Ankara unterstützt seit Jahren Rebellen im Norden Syriens – auch die Islamisten. Präsident Recep Tayyip Erdoğan hatte sich zuletzt um eine Annäherung an Damaskus bemüht. Gleichzeitig äußerte er aber seine Hoffnung, dass der Marsch der sogenannten Rebellen ohne Probleme weitergehe. Denn, so Erdoğan, er habe Assad angerufen, aber keine Antwort erhalten.

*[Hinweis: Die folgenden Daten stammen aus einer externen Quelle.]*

//! Protocol compiler
//!
//! Lowers the stage calls of a parsed `Script` into `ExecutionStep`s, resolves
//! their dependencies into a step graph, picks the scheduling mode, sizes the
//! resource allocation and links every step back to its source line.
//!
//! Compilation is deterministic: the same script and options always yield
//! the same plan.

use serde::{Deserialize, Serialize};
use sha2::{Digest, Sha256};
use std::collections::{BTreeMap, HashMap};
use tracing::{debug, info};

use crate::artifacts;
use crate::error::{CompileError, CompileResult};
use crate::parser::{Node, Script};

pub mod catalog;
pub mod types;

pub use types::{
    AllocationStrategy, AnnotationEntry, CompiledProtocol, ExecutionMode, ExecutionStep,
    ResourceAllocation, ResourceEstimate,
};


/// Pattern for the summary line spliced under an annotated source line
pub const ANNOTATION_PATTERN: &str = "// RESULT: {var} = {result}";

/// Compiler options
#[derive(Debug, Clone, PartialEq, Serialize, Deserialize)]
#[serde(default)]
pub struct CompileOptions {
    /// Reject unresolved parameter references and duplicate outputs instead
    /// of dropping or shadowing them
    pub strict_dependencies: bool,
    /// Caps for the summed allocation of sequential and adaptive plans
    pub max_cpu: f64,
    pub max_memory: f64,
    pub max_gpu: f64,
}

impl Default for CompileOptions {
    fn default() -> Self {
        Self {
            strict_dependencies: false,
            max_cpu: 8.0,
            max_memory: 32.0,
            max_gpu: 2.0,
        }
    }
}

impl CompileOptions {
    pub fn strict() -> Self {
        Self {
            strict_dependencies: true,
            ..Self::default()
        }
    }
}

/// Derive the step id for an output variable
pub fn step_id(protocol_name: &str, output_var: &str) -> String {
    format!("{}_{}", protocol_name, output_var)
}

/// Compile a parsed script into an execution plan
pub fn compile(script: &Script, options: &CompileOptions) -> CompileResult<CompiledProtocol> {
    if options.strict_dependencies {
        check_duplicate_outputs(script)?;
    }

    let mut steps: Vec<ExecutionStep> = script
        .stage_calls
        .iter()
        .map(|node| lower(&script.protocol_name, node))
        .collect();

    resolve_dependencies(&script.stage_calls, &mut steps, options)?;

    let execution_mode = choose_mode(&steps);
    let resource_allocation = allocate(&steps, execution_mode, options);

    // Duplicate step ids shadow: the last step wins both maps
    let mut dependency_graph = BTreeMap::new();
    let mut annotation_map = BTreeMap::new();
    for step in &steps {
        dependency_graph.insert(step.step_id.clone(), step.dependencies.clone());
        annotation_map.insert(
            step.step_id.clone(),
            AnnotationEntry {
                line: step.source_line,
                var: step.output_var.clone(),
                pattern: ANNOTATION_PATTERN.to_string(),
            },
        );
    }

    let auxiliary_artifacts =
        artifacts::generate(script, &steps, execution_mode, &resource_allocation);

    info!(
        protocol = %script.protocol_name,
        steps = steps.len(),
        mode = %execution_mode,
        "compiled protocol"
    );

    Ok(CompiledProtocol {
        protocol_name: script.protocol_name.clone(),
        steps,
        execution_mode,
        resource_allocation,
        dependency_graph,
        annotation_map,
        auxiliary_artifacts,
        source: script.source.clone(),
        source_hash: hash_source(&script.source),
    })
}

/* ===================== Lowering ===================== */

fn lower(protocol_name: &str, node: &Node) -> ExecutionStep {
    let output_var = node.output().unwrap_or_default().to_string();
    let stage_name = catalog::canonical_stage(node.stage_name().unwrap_or_default()).to_string();

    ExecutionStep {
        step_id: step_id(protocol_name, &output_var),
        resource_estimate: catalog::resource_estimate(&stage_name),
        annotation_template: ANNOTATION_PATTERN.replace("{var}", &output_var),
        stage_name,
        parameters: node.parameters().cloned().unwrap_or_default(),
        dependencies: Vec::new(),
        source_line: node.line_number,
        output_var,
    }
}

fn check_duplicate_outputs(script: &Script) -> CompileResult<()> {
    let mut first_seen: HashMap<&str, usize> = HashMap::new();
    for node in &script.stage_calls {
        let Some(output) = node.output() else {
            continue;
        };
        if let Some(first_line) = first_seen.get(output) {
            return Err(CompileError::DuplicateOutput {
                output: output.to_string(),
                line: node.line_number,
                first_line: *first_line,
            });
        }
        first_seen.insert(output, node.line_number);
    }
    Ok(())
}

/* ===================== Dependency Resolution ===================== */

fn resolve_dependencies(
    nodes: &[Node],
    steps: &mut [ExecutionStep],
    options: &CompileOptions,
) -> CompileResult<()> {
    // Later outputs shadow earlier ones with the same name
    let output_to_step: HashMap<String, String> = steps
        .iter()
        .map(|s| (s.output_var.clone(), s.step_id.clone()))
        .collect();

    for (node, step) in nodes.iter().zip(steps.iter_mut()) {
        let mut resolved: Vec<String> = Vec::new();

        for name in &node.dependencies {
            match output_to_step.get(name) {
                Some(dep_id) => {
                    if !resolved.contains(dep_id) {
                        resolved.push(dep_id.clone());
                    }
                }
                None if options.strict_dependencies && Some(name.as_str()) != node.stage_name() => {
                    return Err(CompileError::UnresolvedDependency {
                        step_id: step.step_id.clone(),
                        name: name.clone(),
                        line: node.line_number,
                    });
                }
                None => {
                    debug!(step = %step.step_id, name = %name, "dropping unresolved dependency");
                }
            }
        }

        step.dependencies = resolved;
    }

    Ok(())
}

/* ===================== Mode & Allocation ===================== */

/// Pick the scheduling mode from the resolved dependency lists
pub fn choose_mode(steps: &[ExecutionStep]) -> ExecutionMode {
    let independent = steps.iter().filter(|s| s.dependencies.is_empty()).count();

    if independent == 0 {
        ExecutionMode::Sequential
    } else if independent == steps.len() {
        ExecutionMode::Parallel
    } else {
        ExecutionMode::Adaptive
    }
}

/// Size the aggregate allocation for a plan.
///
/// Parallel plans report the largest single-step demand per resource. The
/// other modes sum per-resource demand and cap it.
pub fn allocate(
    steps: &[ExecutionStep],
    mode: ExecutionMode,
    options: &CompileOptions,
) -> ResourceAllocation {
    let total_time = steps.iter().map(|s| s.resource_estimate.time).sum();
    let step_count = steps.len();

    match mode {
        ExecutionMode::Parallel => {
            let peak = |f: fn(&ResourceEstimate) -> f64| {
                steps
                    .iter()
                    .map(|s| f(&s.resource_estimate))
                    .fold(0.0, f64::max)
            };
            ResourceAllocation {
                strategy: AllocationStrategy::Peak,
                cpu: peak(|r| r.cpu),
                memory: peak(|r| r.memory),
                gpu: peak(|r| r.gpu),
                total_time,
                step_count,
            }
        }
        ExecutionMode::Sequential | ExecutionMode::Adaptive => {
            let sum = |f: fn(&ResourceEstimate) -> f64| {
                steps.iter().map(|s| f(&s.resource_estimate)).sum::<f64>()
            };
            ResourceAllocation {
                strategy: AllocationStrategy::CappedSum,
                cpu: sum(|r| r.cpu).min(options.max_cpu),
                memory: sum(|r| r.memory).min(options.max_memory),
                gpu: sum(|r| r.gpu).min(options.max_gpu),
                total_time,
                step_count,
            }
        }
    }
}

fn hash_source(source: &str) -> String {
    format!("{:x}", Sha256::digest(source.as_bytes()))
}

Ausländer verlassen Syrien
Angesichts der Lage in Syrien rief nach den USA und Russland nun auch die Regierung des Nachbarstaats Jordanien seine Staatsbürger auf, das Land "schnellstmöglich" zu verlassen. Zuvor hatte Jordanien bereits den einzigen aktiven Grenzübergang zu Syrien geschlossen. Einem Bericht der "New York Times" zufolge begann sogar der mit Assad verbündete Iran, sein diplomatisches Personal aus dem Land auszufliegen.
Die irakische staatliche Nachrichtenagentur INA berichtet unter Berufung auf eine nicht näher genannte Sicherheitsquelle derweil, das Land habe mehr als 1.000 flüchtige Soldaten der syrischen Armee aufgenommen. In Berichten des katarischen Nachrichtensenders Al-Dschasira ist bereits von 2.000 syrischen Soldaten im Irak die Rede.